# Task statement
In the entries below, which lines run from the one containing "pub fn orientation(&self)" to the one containing "pub fn mark_destroyed(&mut self)"? Copy exactly those lines, ends included, and no others.

Stored items
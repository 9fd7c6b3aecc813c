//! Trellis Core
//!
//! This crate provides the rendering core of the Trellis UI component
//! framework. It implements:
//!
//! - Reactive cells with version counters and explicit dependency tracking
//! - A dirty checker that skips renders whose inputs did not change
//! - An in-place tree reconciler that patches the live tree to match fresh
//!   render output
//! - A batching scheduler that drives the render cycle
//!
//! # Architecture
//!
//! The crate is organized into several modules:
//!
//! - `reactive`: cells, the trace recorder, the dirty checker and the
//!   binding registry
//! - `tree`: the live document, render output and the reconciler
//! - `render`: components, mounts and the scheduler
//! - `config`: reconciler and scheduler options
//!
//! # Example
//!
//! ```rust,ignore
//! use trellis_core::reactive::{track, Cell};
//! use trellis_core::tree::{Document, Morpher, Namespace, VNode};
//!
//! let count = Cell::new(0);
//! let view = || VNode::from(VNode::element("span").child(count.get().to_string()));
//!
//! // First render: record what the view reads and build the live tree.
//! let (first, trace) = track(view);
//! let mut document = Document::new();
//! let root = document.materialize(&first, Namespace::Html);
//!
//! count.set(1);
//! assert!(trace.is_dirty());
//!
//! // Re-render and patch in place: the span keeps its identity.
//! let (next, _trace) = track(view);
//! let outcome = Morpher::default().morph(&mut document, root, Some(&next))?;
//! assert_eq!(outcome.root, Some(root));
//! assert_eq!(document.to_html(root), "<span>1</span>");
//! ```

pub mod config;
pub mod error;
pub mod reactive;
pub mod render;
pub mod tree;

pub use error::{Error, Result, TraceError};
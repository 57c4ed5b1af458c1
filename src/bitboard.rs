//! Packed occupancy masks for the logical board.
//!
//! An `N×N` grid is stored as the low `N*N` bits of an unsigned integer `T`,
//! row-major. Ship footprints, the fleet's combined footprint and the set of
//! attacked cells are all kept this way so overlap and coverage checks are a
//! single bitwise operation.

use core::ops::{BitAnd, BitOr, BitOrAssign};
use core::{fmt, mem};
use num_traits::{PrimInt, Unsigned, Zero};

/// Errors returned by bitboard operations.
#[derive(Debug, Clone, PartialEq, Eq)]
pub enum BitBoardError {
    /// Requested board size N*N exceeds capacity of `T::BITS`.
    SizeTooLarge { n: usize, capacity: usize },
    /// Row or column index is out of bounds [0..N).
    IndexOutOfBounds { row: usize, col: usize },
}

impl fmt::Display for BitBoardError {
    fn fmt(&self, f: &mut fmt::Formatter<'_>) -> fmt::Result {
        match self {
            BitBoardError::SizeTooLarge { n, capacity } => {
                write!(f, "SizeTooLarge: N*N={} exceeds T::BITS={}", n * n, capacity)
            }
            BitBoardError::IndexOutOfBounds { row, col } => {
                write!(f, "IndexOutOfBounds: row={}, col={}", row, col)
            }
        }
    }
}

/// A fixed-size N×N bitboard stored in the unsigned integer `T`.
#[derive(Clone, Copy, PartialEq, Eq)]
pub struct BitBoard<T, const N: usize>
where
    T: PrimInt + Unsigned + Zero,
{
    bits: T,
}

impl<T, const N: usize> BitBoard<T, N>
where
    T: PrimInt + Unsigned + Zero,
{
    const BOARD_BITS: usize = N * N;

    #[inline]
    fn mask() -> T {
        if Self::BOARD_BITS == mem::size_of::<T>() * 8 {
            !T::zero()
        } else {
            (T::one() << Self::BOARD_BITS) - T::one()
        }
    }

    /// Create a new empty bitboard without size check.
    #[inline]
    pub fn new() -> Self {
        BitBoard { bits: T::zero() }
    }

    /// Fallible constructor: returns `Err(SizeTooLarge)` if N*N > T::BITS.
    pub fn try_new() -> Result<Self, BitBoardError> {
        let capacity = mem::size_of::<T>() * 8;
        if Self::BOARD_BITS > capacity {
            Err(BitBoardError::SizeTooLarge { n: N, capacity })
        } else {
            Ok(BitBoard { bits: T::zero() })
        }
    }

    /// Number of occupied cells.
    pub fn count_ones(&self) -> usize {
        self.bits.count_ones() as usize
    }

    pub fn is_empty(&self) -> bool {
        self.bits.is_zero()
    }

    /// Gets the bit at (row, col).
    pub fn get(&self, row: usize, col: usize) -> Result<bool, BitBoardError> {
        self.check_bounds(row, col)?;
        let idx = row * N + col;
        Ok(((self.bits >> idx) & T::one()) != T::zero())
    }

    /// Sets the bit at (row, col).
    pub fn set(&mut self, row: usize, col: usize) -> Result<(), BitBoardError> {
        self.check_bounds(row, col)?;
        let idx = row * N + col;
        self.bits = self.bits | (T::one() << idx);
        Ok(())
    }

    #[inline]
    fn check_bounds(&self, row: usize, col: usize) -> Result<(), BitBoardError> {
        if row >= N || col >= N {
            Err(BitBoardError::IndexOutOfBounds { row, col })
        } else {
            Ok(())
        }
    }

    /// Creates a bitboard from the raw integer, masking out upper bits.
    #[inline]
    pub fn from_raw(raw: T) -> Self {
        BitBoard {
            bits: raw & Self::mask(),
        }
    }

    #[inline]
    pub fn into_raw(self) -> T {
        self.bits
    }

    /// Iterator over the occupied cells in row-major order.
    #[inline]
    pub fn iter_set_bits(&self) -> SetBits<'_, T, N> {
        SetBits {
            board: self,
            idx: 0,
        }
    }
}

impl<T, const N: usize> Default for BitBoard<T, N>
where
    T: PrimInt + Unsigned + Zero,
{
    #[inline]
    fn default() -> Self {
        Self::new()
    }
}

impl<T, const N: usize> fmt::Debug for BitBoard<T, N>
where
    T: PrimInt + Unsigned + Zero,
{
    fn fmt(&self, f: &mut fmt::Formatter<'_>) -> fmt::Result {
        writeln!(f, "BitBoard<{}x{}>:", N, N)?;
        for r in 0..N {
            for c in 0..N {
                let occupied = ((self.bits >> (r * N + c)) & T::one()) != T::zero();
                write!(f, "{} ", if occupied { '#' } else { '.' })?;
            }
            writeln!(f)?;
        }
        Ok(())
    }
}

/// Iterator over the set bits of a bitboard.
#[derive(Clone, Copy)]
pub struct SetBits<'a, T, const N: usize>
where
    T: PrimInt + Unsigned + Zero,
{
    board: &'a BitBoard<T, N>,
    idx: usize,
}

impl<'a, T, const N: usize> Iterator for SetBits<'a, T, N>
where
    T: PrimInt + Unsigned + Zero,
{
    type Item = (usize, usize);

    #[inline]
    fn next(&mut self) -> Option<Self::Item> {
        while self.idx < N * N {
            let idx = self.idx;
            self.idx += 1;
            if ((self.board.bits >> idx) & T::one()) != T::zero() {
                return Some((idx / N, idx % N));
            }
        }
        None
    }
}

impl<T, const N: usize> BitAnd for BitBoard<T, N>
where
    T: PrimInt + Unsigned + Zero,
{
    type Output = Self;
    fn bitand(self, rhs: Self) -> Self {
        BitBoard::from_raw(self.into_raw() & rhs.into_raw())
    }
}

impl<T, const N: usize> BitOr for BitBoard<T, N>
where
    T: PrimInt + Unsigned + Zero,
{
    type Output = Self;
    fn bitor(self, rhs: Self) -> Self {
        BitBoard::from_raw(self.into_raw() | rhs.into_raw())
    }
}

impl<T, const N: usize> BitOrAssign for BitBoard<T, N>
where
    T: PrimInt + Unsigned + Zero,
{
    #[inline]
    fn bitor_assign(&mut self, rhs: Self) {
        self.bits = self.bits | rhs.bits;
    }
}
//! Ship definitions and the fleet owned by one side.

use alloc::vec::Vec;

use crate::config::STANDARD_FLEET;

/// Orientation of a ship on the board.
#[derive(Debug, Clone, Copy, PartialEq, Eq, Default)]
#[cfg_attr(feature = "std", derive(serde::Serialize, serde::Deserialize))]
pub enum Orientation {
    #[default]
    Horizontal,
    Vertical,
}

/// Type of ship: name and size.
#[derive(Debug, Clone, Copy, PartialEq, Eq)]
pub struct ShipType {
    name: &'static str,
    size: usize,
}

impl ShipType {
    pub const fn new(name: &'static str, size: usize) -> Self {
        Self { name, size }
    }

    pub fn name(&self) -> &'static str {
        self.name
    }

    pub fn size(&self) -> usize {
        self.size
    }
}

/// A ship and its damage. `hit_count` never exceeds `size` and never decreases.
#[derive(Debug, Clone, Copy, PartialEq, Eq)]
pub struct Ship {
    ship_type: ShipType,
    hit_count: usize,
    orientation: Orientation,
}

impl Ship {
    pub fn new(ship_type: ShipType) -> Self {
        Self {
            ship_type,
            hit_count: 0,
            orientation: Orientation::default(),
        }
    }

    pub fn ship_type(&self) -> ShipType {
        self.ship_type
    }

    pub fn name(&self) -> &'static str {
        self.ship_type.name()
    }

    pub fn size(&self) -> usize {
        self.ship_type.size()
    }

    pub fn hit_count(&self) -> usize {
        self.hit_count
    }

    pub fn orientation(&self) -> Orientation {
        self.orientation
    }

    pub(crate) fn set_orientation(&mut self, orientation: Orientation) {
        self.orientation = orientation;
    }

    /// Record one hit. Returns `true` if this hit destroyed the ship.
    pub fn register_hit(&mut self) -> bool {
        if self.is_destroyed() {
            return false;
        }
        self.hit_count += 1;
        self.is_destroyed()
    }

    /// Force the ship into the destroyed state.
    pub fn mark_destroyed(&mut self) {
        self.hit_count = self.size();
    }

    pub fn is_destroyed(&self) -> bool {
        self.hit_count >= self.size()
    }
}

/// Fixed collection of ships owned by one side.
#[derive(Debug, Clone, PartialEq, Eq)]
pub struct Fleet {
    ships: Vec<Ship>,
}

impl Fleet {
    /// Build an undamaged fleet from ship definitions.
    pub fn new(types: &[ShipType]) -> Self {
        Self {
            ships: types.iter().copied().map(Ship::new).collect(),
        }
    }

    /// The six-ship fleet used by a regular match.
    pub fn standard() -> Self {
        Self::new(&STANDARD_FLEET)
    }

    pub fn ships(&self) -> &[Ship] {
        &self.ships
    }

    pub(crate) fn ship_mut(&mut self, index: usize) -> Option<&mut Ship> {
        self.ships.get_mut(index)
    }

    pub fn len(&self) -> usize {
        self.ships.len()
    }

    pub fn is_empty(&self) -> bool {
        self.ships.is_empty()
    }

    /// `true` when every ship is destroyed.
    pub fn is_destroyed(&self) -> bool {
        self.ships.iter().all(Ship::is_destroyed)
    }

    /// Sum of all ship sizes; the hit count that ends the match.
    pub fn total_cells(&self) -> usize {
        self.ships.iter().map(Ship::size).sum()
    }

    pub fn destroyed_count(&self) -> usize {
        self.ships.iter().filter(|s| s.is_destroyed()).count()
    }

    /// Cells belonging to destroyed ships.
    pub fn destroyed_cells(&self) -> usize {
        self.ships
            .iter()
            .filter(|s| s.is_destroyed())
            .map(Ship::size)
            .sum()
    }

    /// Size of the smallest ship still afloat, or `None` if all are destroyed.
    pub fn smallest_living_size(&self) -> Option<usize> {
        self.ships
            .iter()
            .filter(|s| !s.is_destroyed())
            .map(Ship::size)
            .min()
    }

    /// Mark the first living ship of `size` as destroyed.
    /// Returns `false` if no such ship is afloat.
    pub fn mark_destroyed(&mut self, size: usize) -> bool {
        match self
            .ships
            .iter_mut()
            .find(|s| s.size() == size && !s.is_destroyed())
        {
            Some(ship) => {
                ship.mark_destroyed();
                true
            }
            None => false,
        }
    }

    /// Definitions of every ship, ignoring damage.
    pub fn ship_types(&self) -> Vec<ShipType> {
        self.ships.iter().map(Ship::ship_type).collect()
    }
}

# Output
    pub fn orientation(&self) -> Orientation {
        self.orientation
    }

    pub(crate) fn set_orientation(&mut self, orientation: Orientation) {
        self.orientation = orientation;
    }

    /// Record one hit. Returns `true` if this hit destroyed the ship.
    pub fn register_hit(&mut self) -> bool {
        if self.is_destroyed() {
            return false;
        }
        self.hit_count += 1;
        self.is_destroyed()
    }

    /// Force the ship into the destroyed state.
    pub fn mark_destroyed(&mut self) {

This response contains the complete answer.